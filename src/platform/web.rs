//! Browser front end: canvas renderer, keydown hookup and the win banner

use std::cell::RefCell;
use std::rc::Rc;

use rand::SeedableRng;
use rand_pcg::Pcg32;
use wasm_bindgen::JsCast;
use wasm_bindgen::prelude::*;
use web_sys::{CanvasRenderingContext2d, Document, HtmlCanvasElement, KeyboardEvent};

use crate::consts::SIM_DT;
use crate::controller::{GameEvent, Key};
use crate::engine::{Shape, World};
use crate::error::{MazeError, Result};
use crate::{Session, Settings};

/// Game instance holding all state
struct App {
    session: Session<World>,
    ctx: CanvasRenderingContext2d,
    document: Document,
    size: (f64, f64),
    last_time: f64,
}

impl App {
    /// Draw every body with its fill style
    fn render(&self) {
        let ctx = &self.ctx;
        ctx.set_fill_style_str("#1b1b1b");
        ctx.fill_rect(0.0, 0.0, self.size.0, self.size.1);

        for body in self.session.engine().bodies() {
            ctx.set_fill_style_str(body.fill.css());
            let (x, y) = (body.position.x as f64, body.position.y as f64);
            match body.shape {
                Shape::Rect { size } => {
                    let (w, h) = (size.x as f64, size.y as f64);
                    ctx.fill_rect(x - w / 2.0, y - h / 2.0, w, h);
                }
                Shape::Circle { radius } => {
                    ctx.begin_path();
                    if ctx
                        .arc(x, y, radius as f64, 0.0, std::f64::consts::TAU)
                        .is_ok()
                    {
                        ctx.fill();
                    }
                }
            }
        }
    }

    fn show_winner(&self) {
        match self.document.query_selector(".winner") {
            Ok(Some(el)) => {
                let _ = el.class_list().remove_1("hidden");
            }
            _ => log::warn!("No .winner element to reveal"),
        }
    }
}

fn surface_err(what: &str) -> MazeError {
    MazeError::Surface(what.to_string())
}

/// Find `#canvas`, or create one and append it to the body
fn canvas(document: &Document, width: f64, height: f64) -> Result<HtmlCanvasElement> {
    let element = match document.get_element_by_id("canvas") {
        Some(el) => el,
        None => {
            let el = document
                .create_element("canvas")
                .map_err(|_| surface_err("cannot create canvas"))?;
            document
                .body()
                .ok_or_else(|| surface_err("no document body"))?
                .append_child(&el)
                .map_err(|_| surface_err("cannot attach canvas"))?;
            el
        }
    };
    let canvas: HtmlCanvasElement = element
        .dyn_into()
        .map_err(|_| surface_err("#canvas is not a canvas"))?;
    canvas.set_width(width as u32);
    canvas.set_height(height as u32);
    Ok(canvas)
}

pub fn run() -> Result<()> {
    let window = web_sys::window().ok_or_else(|| surface_err("no window"))?;
    let document = window.document().ok_or_else(|| surface_err("no document"))?;

    let width = window.inner_width().ok().and_then(|v| v.as_f64()).unwrap_or(1200.0);
    let height = window.inner_height().ok().and_then(|v| v.as_f64()).unwrap_or(1000.0);

    let canvas = canvas(&document, width, height)?;
    let ctx: CanvasRenderingContext2d = canvas
        .get_context("2d")
        .map_err(|_| surface_err("2d context request failed"))?
        .ok_or_else(|| surface_err("2d context unavailable"))?
        .dyn_into()
        .map_err(|_| surface_err("unexpected context type"))?;

    // Optional JSON on the canvas element, e.g. <canvas id="canvas" data-settings='{"rows": 6}'>
    let inline = canvas.get_attribute("data-settings");
    let settings = Settings::from_json_or_default(inline.as_deref())
        .with_viewport(width as f32, height as f32);
    let mut rng = Pcg32::seed_from_u64(js_sys::Date::now() as u64);
    let session = Session::start(settings, World::new(), &mut rng)?;
    log::info!("Maze seed: {}", session.seed());

    let app = Rc::new(RefCell::new(App {
        session,
        ctx,
        document,
        size: (width, height),
        last_time: 0.0,
    }));

    setup_keyboard(app.clone())?;
    request_animation_frame(app);

    log::info!("Maze Ball running!");
    Ok(())
}

fn setup_keyboard(app: Rc<RefCell<App>>) -> Result<()> {
    let window = web_sys::window().ok_or_else(|| surface_err("no window"))?;
    let closure = Closure::<dyn FnMut(_)>::new(move |event: KeyboardEvent| {
        let key = Key::from_key_name(&event.key()).or_else(|| Key::from_key_code(event.key_code()));
        let Some(key) = key else {
            log::warn!("Ignoring key {:?} (code {})", event.key(), event.key_code());
            return;
        };
        if let Err(e) = app.borrow_mut().session.handle_key(key) {
            log::error!("Input failed: {}", e);
        }
    });
    let _ = window.add_event_listener_with_callback("keydown", closure.as_ref().unchecked_ref());
    closure.forget();
    Ok(())
}

fn request_animation_frame(app: Rc<RefCell<App>>) {
    let Some(window) = web_sys::window() else {
        return;
    };
    let closure = Closure::once(move |time: f64| {
        game_loop(app, time);
    });
    let _ = window.request_animation_frame(closure.as_ref().unchecked_ref());
    closure.forget();
}

fn game_loop(app: Rc<RefCell<App>>, time: f64) {
    {
        let mut a = app.borrow_mut();

        let dt = if a.last_time > 0.0 {
            ((time - a.last_time) / 1000.0) as f32
        } else {
            SIM_DT
        };
        a.last_time = time;

        match a.session.update(dt) {
            Ok(events) => {
                if events.contains(&GameEvent::Won) {
                    a.show_winner();
                }
            }
            Err(e) => {
                // Engine failures end the session
                log::error!("Simulation failed: {}", e);
                return;
            }
        }
        a.render();
    }

    request_animation_frame(app);
}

———

▶ **Task to carry out**
In the lines above, find the word "World" and copy every line it occurs in.

▶ **Task solution**
use crate::engine::{Shape, World};
    session: Session<World>,
    let session = Session::start(settings, World::new(), &mut rng)?;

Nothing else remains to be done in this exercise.